Task statement:
Set down the material in full. Keep every line exactly as it is.

Task material:
//! WebSocket market feed.
//!
//! DhanHQ streams market data over three endpoints:
//!
//! - `wss://api-feed.dhan.co`: the live market feed, v1 (binary auth and
//!   subscription frames) or v2 (credentials in the URL, JSON
//!   subscriptions)
//! - `wss://depth-api-feed.dhan.co/twentydepth`: 20-level full depth
//! - `wss://full-depth-api.dhan.co/twohundreddepth`: 200-level full depth
//!
//! All three answer with fixed-layout little-endian binary packets.
//!
//! ## Modules
//!
//! - [`packet`]: Decoder for the standard feed's packets
//! - [`full_depth`]: Decoder and bid/ask aggregator for the depth feeds
//! - [`wire`]: Encoders for auth, subscription and disconnect requests
//! - [`batcher`]: Instrument validation and batching
//! - [`subscriptions`]: The tracked subscription set
//! - [`transport`]: Socket boundary and the `tokio-tungstenite` backend
//! - [`session`]: Connection state machine
//! - [`runner`]: Background task driving a session
//!
//! ## Limits
//!
//! - Up to 5,000 instruments per connection
//! - Up to 100 instruments per subscribe/unsubscribe message (50 on the
//!   20-depth feed, 1 on the 200-depth feed)

pub mod batcher;
pub mod full_depth;
pub mod packet;
pub mod runner;
pub mod session;
pub mod subscriptions;
pub mod transport;
pub mod wire;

Exercise answer:
//! WebSocket market feed.
//!
//! DhanHQ streams market data over three endpoints:
//!
//! - `wss://api-feed.dhan.co`: the live market feed, v1 (binary auth and
//!   subscription frames) or v2 (credentials in the URL, JSON
//!   subscriptions)
//! - `wss://depth-api-feed.dhan.co/twentydepth`: 20-level full depth
//! - `wss://full-depth-api.dhan.co/twohundreddepth`: 200-level full depth
//!
//! All three answer with fixed-layout little-endian binary packets.
//!
//! ## Modules
//!
//! - [`packet`]: Decoder for the standard feed's packets
//! - [`full_depth`]: Decoder and bid/ask aggregator for the depth feeds
//! - [`wire`]: Encoders for auth, subscription and disconnect requests
//! - [`batcher`]: Instrument validation and batching
//! - [`subscriptions`]: The tracked subscription set
//! - [`transport`]: Socket boundary and the `tokio-tungstenite` backend
//! - [`session`]: Connection state machine
//! - [`runner`]: Background task driving a session
//!
//! ## Limits
//!
//! - Up to 5,000 instruments per connection
//! - Up to 100 instruments per subscribe/unsubscribe message (50 on the
//!   20-depth feed, 1 on the 200-depth feed)

pub mod batcher;
pub mod full_depth;
pub mod packet;
pub mod runner;
pub mod session;
pub mod subscriptions;
pub mod transport;
pub mod wire;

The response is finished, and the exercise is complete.